AIM OF THE TASK: Write out every line below that includes the word "ValidationFailed".

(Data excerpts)
BEGIN
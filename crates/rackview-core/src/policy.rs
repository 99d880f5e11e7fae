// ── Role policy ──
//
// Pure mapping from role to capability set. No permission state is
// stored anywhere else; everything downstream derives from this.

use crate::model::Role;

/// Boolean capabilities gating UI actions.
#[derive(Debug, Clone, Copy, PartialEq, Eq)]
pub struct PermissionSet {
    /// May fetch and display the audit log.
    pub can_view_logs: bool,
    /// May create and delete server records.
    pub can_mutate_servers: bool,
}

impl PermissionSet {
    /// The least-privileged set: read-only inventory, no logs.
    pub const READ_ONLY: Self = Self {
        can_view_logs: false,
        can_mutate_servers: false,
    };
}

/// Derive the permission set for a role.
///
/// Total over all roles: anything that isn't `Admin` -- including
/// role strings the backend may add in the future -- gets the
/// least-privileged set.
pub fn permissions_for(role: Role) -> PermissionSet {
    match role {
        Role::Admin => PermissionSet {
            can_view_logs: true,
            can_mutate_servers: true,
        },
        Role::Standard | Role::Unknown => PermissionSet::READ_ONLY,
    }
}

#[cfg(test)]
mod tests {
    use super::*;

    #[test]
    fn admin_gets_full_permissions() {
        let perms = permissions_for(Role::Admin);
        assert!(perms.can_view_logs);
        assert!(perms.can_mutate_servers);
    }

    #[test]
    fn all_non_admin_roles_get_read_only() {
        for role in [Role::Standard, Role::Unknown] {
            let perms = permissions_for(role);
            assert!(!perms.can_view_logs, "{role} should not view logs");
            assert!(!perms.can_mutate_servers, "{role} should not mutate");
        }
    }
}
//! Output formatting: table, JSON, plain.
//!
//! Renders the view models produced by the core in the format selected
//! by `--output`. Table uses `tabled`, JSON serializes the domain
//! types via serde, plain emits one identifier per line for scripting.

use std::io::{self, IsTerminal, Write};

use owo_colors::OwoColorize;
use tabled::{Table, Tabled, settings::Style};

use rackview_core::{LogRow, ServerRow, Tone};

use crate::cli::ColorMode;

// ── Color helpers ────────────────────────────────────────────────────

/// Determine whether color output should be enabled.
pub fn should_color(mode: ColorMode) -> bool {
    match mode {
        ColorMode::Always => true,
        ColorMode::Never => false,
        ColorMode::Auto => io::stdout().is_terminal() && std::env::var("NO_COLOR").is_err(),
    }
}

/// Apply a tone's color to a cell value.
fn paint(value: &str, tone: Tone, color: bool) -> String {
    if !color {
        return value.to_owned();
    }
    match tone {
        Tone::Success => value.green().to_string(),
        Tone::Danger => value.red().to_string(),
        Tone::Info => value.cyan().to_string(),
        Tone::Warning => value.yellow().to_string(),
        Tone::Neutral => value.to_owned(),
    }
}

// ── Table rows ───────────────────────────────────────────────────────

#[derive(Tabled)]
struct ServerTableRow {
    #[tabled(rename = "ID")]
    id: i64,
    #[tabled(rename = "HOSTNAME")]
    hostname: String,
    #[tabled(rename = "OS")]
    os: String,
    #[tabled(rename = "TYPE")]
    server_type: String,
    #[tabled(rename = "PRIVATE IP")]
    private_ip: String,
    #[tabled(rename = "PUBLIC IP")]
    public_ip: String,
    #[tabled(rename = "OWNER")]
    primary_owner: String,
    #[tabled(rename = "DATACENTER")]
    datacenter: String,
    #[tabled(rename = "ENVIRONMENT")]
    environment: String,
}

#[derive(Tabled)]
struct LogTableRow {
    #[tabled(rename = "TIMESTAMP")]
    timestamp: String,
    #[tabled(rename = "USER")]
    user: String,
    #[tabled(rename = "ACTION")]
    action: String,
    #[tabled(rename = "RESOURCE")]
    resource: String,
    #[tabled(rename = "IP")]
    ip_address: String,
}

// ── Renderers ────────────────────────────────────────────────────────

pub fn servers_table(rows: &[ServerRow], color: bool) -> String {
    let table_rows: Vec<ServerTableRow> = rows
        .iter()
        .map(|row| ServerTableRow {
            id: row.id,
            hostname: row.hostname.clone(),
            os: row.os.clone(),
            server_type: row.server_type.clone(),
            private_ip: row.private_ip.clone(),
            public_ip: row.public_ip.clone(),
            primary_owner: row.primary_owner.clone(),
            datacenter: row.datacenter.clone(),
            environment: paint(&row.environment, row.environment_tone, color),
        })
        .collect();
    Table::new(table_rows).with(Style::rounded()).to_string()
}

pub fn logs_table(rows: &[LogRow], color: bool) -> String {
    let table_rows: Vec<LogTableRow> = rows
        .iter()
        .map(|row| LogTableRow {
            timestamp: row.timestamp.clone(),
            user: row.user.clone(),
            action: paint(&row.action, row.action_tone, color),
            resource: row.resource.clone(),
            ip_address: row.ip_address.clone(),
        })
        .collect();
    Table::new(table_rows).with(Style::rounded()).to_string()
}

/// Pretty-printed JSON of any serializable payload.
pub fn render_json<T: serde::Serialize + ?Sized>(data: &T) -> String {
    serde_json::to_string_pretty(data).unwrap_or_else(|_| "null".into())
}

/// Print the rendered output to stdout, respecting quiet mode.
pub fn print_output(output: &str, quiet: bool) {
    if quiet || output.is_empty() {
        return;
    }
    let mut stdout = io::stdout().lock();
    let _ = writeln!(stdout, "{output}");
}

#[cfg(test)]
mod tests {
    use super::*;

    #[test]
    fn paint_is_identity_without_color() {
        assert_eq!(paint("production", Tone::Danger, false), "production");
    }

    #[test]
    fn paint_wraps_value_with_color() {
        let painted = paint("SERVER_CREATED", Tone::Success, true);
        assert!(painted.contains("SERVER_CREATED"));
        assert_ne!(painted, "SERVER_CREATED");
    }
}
END
BEGIN
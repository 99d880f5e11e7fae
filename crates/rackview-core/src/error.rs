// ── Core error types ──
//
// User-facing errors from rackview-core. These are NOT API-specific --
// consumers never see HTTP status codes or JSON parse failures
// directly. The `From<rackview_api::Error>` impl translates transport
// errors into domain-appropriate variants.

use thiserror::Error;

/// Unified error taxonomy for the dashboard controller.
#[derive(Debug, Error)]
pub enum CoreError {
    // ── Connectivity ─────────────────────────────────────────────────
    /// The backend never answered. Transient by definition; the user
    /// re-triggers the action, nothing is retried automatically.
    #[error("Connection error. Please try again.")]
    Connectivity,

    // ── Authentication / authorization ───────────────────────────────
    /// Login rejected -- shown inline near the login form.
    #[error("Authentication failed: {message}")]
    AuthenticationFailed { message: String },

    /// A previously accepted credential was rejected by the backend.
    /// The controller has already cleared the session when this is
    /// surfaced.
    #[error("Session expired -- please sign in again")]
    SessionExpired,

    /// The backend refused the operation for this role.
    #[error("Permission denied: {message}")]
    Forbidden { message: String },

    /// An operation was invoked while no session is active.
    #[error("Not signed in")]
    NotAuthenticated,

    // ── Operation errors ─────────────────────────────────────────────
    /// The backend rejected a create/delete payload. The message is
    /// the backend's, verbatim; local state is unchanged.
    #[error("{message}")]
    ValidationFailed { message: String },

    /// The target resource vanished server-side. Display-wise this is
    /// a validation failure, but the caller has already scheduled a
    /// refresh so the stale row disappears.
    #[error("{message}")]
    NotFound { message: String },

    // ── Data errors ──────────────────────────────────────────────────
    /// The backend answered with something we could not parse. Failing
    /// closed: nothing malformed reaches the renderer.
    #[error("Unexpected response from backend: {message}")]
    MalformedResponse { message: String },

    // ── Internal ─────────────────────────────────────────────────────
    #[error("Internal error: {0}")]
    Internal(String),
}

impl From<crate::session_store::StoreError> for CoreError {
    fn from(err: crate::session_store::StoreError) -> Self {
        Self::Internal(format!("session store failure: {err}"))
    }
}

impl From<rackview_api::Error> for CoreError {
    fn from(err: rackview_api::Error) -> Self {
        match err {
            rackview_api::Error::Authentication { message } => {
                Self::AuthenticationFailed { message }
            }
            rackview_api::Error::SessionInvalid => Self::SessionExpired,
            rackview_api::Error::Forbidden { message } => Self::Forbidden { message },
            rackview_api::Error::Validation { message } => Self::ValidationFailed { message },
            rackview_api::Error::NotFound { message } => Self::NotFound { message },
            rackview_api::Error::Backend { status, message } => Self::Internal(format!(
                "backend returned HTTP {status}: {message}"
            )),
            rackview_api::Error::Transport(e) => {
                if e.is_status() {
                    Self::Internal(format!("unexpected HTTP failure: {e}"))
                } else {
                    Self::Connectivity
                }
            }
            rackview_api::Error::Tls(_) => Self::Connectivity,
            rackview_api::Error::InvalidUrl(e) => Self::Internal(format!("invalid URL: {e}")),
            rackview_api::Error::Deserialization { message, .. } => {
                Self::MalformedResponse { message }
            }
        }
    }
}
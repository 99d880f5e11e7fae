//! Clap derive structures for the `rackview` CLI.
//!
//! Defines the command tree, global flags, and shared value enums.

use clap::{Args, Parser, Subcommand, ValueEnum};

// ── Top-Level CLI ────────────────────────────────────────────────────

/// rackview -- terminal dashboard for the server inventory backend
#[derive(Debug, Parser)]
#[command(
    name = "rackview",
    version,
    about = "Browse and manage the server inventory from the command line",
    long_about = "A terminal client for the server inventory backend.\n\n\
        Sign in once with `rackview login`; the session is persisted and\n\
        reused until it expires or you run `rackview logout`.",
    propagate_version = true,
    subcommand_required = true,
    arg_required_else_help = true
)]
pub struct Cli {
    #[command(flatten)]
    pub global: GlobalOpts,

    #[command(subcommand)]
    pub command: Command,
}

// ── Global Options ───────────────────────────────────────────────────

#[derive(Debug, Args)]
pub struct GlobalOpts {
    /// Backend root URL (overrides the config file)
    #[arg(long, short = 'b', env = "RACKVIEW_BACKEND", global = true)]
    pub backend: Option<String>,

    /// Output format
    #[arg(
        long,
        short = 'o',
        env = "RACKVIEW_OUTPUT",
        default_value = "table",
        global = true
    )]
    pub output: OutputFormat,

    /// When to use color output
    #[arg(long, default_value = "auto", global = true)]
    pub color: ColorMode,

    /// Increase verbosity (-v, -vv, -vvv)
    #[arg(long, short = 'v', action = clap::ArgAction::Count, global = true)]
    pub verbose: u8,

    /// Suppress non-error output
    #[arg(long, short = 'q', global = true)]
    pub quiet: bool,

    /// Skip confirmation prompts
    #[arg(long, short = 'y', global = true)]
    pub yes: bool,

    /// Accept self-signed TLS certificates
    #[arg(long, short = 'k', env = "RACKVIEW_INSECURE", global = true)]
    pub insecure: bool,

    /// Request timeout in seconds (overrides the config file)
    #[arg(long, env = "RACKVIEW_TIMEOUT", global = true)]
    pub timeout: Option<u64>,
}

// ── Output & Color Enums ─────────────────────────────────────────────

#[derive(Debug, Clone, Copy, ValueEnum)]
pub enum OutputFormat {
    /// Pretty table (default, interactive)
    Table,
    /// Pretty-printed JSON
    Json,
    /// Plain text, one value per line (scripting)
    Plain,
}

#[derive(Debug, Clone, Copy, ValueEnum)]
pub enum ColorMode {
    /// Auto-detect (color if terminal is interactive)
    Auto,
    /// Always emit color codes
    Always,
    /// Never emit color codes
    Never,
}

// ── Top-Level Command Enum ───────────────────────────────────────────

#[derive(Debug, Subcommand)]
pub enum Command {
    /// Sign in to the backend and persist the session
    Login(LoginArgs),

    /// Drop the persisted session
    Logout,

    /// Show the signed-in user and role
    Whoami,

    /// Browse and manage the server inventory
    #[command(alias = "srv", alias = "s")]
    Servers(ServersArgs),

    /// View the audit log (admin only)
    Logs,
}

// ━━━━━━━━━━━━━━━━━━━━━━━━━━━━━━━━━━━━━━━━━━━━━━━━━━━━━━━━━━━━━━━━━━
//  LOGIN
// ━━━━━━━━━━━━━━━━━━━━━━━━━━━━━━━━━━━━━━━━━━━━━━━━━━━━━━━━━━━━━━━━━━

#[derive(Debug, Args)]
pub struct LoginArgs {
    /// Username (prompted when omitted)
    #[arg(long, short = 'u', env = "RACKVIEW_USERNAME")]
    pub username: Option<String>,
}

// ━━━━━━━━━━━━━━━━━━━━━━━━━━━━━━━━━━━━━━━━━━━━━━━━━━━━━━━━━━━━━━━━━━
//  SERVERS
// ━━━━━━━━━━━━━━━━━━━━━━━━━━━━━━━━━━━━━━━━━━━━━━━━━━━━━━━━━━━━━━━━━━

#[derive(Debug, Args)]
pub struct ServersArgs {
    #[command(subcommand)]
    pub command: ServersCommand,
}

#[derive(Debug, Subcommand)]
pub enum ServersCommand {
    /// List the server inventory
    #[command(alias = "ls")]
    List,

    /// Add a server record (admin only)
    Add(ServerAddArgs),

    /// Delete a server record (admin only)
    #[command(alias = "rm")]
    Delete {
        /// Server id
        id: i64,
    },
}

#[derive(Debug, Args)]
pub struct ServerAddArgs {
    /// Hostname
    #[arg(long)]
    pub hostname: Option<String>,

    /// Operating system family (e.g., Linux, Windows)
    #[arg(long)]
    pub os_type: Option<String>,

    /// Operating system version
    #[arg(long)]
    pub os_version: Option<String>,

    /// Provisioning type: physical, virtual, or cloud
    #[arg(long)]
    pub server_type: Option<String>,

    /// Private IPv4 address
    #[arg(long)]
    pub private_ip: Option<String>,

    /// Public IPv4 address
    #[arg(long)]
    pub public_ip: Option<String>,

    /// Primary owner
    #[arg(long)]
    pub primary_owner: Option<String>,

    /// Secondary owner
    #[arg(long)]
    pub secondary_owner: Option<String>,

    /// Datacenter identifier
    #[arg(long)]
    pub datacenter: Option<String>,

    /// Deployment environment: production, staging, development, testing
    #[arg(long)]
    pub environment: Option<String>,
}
END
BEGIN
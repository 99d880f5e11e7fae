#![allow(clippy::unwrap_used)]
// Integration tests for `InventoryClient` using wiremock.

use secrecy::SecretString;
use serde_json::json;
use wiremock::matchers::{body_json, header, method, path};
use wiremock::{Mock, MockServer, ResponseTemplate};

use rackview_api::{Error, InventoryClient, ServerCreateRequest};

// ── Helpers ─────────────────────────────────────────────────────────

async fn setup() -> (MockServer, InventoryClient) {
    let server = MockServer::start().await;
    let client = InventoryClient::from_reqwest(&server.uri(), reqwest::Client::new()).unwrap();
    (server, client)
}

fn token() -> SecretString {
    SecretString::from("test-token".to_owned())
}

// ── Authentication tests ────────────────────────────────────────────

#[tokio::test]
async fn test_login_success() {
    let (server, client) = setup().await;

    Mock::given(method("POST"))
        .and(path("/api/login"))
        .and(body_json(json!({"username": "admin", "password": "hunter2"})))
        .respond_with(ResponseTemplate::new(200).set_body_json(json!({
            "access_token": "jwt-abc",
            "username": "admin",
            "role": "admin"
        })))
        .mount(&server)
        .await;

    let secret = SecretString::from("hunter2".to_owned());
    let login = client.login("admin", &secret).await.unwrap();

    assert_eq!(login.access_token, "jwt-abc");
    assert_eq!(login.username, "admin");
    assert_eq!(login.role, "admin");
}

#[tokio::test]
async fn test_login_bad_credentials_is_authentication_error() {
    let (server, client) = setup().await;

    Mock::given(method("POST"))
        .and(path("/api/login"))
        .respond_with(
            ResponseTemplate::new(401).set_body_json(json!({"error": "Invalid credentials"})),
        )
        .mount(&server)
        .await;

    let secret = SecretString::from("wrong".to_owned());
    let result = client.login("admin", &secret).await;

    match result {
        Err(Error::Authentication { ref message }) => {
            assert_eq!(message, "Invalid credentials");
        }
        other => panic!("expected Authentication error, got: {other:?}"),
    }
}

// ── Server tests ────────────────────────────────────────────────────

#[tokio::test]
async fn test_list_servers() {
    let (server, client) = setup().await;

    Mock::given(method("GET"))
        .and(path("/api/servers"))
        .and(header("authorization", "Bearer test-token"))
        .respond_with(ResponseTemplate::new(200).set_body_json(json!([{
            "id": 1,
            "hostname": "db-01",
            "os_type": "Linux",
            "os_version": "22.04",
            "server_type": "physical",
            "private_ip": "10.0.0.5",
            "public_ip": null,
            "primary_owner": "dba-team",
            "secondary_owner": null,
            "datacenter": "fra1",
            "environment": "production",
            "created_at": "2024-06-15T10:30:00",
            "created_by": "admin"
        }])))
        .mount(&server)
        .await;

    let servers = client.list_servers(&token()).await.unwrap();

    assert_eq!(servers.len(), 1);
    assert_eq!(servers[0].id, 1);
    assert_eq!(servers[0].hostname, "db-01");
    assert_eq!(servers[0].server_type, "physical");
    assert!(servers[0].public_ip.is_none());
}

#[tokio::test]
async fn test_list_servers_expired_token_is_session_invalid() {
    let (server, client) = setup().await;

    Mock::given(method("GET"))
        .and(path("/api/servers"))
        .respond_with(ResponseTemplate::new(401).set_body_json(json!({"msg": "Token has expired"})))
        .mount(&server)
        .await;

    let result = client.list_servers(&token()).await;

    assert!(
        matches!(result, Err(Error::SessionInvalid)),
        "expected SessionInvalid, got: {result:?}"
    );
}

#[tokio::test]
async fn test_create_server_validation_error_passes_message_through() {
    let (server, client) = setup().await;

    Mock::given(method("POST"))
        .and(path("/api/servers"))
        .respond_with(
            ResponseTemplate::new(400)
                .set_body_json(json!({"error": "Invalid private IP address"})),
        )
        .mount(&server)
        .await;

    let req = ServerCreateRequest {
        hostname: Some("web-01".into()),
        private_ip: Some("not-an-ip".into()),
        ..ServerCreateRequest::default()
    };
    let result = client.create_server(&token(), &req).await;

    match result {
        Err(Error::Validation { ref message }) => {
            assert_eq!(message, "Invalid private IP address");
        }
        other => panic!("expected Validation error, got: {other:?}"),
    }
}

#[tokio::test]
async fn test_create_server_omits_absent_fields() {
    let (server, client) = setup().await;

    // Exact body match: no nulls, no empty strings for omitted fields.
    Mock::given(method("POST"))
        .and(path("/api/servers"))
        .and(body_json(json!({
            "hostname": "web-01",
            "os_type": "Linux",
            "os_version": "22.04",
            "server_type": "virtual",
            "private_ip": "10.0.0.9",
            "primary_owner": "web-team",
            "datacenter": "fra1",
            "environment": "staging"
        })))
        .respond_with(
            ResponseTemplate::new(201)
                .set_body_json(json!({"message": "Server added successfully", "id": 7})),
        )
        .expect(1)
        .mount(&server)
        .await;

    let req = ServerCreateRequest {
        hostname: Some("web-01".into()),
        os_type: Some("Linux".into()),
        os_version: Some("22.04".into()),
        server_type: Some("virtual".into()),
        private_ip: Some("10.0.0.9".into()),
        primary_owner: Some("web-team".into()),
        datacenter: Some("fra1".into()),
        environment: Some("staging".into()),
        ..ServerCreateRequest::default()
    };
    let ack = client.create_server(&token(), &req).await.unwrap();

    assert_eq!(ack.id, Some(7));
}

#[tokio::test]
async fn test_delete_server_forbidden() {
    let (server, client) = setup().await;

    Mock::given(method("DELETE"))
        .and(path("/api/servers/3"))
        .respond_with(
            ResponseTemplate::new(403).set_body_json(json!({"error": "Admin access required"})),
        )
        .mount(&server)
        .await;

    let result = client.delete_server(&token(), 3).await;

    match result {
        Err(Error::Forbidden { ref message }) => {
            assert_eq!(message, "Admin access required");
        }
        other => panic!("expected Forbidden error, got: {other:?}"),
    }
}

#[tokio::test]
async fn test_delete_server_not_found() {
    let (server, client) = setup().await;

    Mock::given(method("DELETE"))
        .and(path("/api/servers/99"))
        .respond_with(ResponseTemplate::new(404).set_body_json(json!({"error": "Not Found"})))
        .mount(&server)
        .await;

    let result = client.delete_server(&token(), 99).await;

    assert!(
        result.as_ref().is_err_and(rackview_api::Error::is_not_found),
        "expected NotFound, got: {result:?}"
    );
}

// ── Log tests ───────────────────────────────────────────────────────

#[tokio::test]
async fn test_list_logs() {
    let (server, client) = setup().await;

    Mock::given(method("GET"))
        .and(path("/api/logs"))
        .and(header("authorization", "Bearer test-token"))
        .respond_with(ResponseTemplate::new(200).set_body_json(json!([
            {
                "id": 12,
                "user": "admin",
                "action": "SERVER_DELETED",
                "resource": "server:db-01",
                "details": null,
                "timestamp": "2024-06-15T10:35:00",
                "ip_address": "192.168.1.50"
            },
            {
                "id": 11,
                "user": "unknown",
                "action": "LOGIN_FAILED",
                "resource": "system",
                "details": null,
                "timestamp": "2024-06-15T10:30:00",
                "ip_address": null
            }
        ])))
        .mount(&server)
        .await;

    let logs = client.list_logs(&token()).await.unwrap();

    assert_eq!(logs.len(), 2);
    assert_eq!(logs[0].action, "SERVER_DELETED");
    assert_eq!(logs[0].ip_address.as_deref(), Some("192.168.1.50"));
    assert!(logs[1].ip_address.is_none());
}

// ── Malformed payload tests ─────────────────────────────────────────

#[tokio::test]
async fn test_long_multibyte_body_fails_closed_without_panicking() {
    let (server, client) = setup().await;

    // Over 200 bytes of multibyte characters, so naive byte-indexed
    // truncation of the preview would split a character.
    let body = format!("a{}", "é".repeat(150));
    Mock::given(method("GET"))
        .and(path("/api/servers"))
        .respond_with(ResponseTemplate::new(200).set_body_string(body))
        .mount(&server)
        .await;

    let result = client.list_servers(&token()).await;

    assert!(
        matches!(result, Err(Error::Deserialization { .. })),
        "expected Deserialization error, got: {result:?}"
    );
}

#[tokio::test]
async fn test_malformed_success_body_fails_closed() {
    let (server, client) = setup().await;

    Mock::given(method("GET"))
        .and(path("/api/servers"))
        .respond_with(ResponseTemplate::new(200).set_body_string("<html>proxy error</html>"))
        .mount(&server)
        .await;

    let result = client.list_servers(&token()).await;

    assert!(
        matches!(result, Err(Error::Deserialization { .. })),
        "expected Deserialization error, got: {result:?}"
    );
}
END
ANSWER TO THIS TASK:
    ValidationFailed { message: String },
            rackview_api::Error::Validation { message } => Self::ValidationFailed { message },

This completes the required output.